Jon unterrichtet als Professor an einem College und schreibt Bücher über Bertolt Brecht. Seine Beziehung zu der Polin Kasia (Cara Seymour) steckt auf wackligem Fuß. Wendy dagegen lebt mit ihrer Katze zusammen, gelegentlich klingelt der verheiratete Larry (Peter Friedman) bei ihr und zwar dann wenn er mit seinem Hund Gassi geht. Die beiden haben ein Verhältnis miteinander, aber Larry hat nichts mit Scheidung am Hut.
Der Vater Lenny (Philip Bosco) lebt in Sun City, Arizona bei seiner reichen alten Freundin, die in einem Schönheitssalon an Altersschwäche stirbt. Wendy und Jon reisen zur Beerdigung und erleben mit, wie der an Demenz und Parkinson erkrankte Vater durch einen nachteiligen Partnerschaftsvertrag das Haus, in dem er 20 Jahre mit seiner Freundin lebt, verlassen muss. Aber wohin mit ihm ?
Für die Geschwister bleiben nur die Feiertage, um den Vater irgendwo - möglichst zufrieden und vor allem ohne schlechtes Gewissen - unterzubringen. So beginnt eine Odyssee in die Welt der Alten- und Pflegeheime...
Ein recht niederdrückender Stoff übers Alter, über Krankheit und über Tod.
"Die Geschwister Savage" ist so brutal, wie nur die Realität es sein kann. Es schneit während die beiden Geschwister den Vater unterbringen - ja auch abschieben wollen - nicht nur das Wetter ist kalt und trostlos.
Wie trügerisch die Bilder am Anfang von einem sonnigen Sun City, wo der Vater wohnte. Ein Ort der Illusion.
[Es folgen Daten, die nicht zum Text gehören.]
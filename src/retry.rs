//! Bounded exponential-backoff retry for transient bus faults.
//!
//! ```text
//!   attempt ──ok──▶ return
//!      │
//!     err ── not retryable / tries exhausted / cancelled ──▶ return err
//!      │
//!   sleep(delay); delay *= backoff ──▶ attempt
//! ```
//!
//! Only errors whose [`FaultKind`](crate::error::FaultKind) is in the policy's mask and which are
//! transient are retried.  Range and configuration errors come straight
//! back on the first attempt.  The error returned after exhaustion is the
//! last one the operation produced, unmodified.

use core::sync::atomic::{AtomicBool, Ordering};

use embedded_hal::delay::DelayNs;
use log::{error, warn};
use serde::{Deserialize, Serialize};

use crate::error::{BusError, FaultKinds, Result};

const DEFAULT_TRIES: u32 = 5;
const DEFAULT_INITIAL_DELAY_MS: u64 = 100;
const DEFAULT_BACKOFF: f32 = 2.0;

/// Which faults to retry, how many times, and how long to wait.
#[derive(Debug, Clone, Copy, PartialEq, Serialize, Deserialize)]
#[serde(default)]
pub struct RetryPolicy {
    /// Fault kinds that trigger another attempt.
    pub kinds: FaultKinds,
    /// Total attempts, including the first.  `0` behaves like `1`.
    pub tries: u32,
    /// Sleep before the second attempt.
    pub initial_delay_ms: u64,
    /// Multiplier applied to the sleep after every failed attempt.
    pub backoff: f32,
}

impl Default for RetryPolicy {
    fn default() -> Self {
        Self {
            kinds: FaultKinds::ALL,
            tries: DEFAULT_TRIES,
            initial_delay_ms: DEFAULT_INITIAL_DELAY_MS,
            backoff: DEFAULT_BACKOFF,
        }
    }
}

impl RetryPolicy {
    /// A single attempt; the first failure is returned.
    pub fn disabled() -> Self {
        Self {
            tries: 1,
            ..Self::default()
        }
    }

    /// Whether `err` earns another attempt under this policy.
    pub fn retries(&self, err: &BusError) -> bool {
        err.is_transient() && err.fault_kind().is_some_and(|k| self.kinds.contains(k))
    }

    /// The sleeps this policy performs when every attempt fails.
    pub fn schedule(&self) -> Vec<std::time::Duration> {
        let mut delay_us = self.initial_delay_ms as f64 * 1000.0;
        (1..self.tries.max(1))
            .map(|_| {
                let d = std::time::Duration::from_micros(delay_us as u64);
                delay_us *= f64::from(self.backoff);
                d
            })
            .collect()
    }
}

/// Run `op` under `policy`, sleeping on `delay` between attempts.
pub fn retry<T, D, F>(policy: &RetryPolicy, delay: &mut D, op: F) -> Result<T>
where
    D: DelayNs + ?Sized,
    F: FnMut() -> Result<T>,
{
    run(policy, delay, None, op)
}

/// Like [`retry`], but gives up early once `cancel` is set.  The flag is
/// only checked between attempts; a sleep in progress runs to completion.
pub fn retry_cancellable<T, D, F>(
    policy: &RetryPolicy,
    delay: &mut D,
    cancel: &AtomicBool,
    op: F,
) -> Result<T>
where
    D: DelayNs + ?Sized,
    F: FnMut() -> Result<T>,
{
    run(policy, delay, Some(cancel), op)
}

fn run<T, D, F>(
    policy: &RetryPolicy,
    delay: &mut D,
    cancel: Option<&AtomicBool>,
    mut op: F,
) -> Result<T>
where
    D: DelayNs + ?Sized,
    F: FnMut() -> Result<T>,
{
    let tries = policy.tries.max(1);
    let mut delay_us = policy.initial_delay_ms as f64 * 1000.0;
    let mut attempt = 1;

    loop {
        let err = match op() {
            Ok(value) => return Ok(value),
            Err(e) => e,
        };

        if !policy.retries(&err) {
            return Err(err);
        }
        if attempt >= tries {
            if tries > 1 {
                error!("giving up after {attempt} attempts: {err}");
            }
            return Err(err);
        }
        if cancel.is_some_and(|c| c.load(Ordering::Acquire)) {
            warn!("retry cancelled after {attempt} attempts: {err}");
            return Err(err);
        }

        let sleep_us = delay_us.min(f64::from(u32::MAX)) as u32;
        warn!(
            "attempt {attempt}/{tries} failed: {err}; retrying in {} ms",
            sleep_us / 1000
        );
        delay.delay_us(sleep_us);
        delay_us *= f64::from(policy.backoff);
        attempt += 1;
    }
}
Die Geschichte ist düster und erdrückend, aber Tamara Jenkins schafft das seltene Kunststück in diesem alltäglichen Frust eine besondere menschliche Wärme zu erzeugen.
Schauspielerisch überzeugen die beiden Hauptdarsteller, Laura Linney konnte sogar als neurotische Wendy eine Oscar-Nominierung erringen konnten.
Die schönste Szene gehört aber dem Vater, als er bei einem Streit seiner beiden Kinder im Auto, heimlich das Hörgerät abstellt.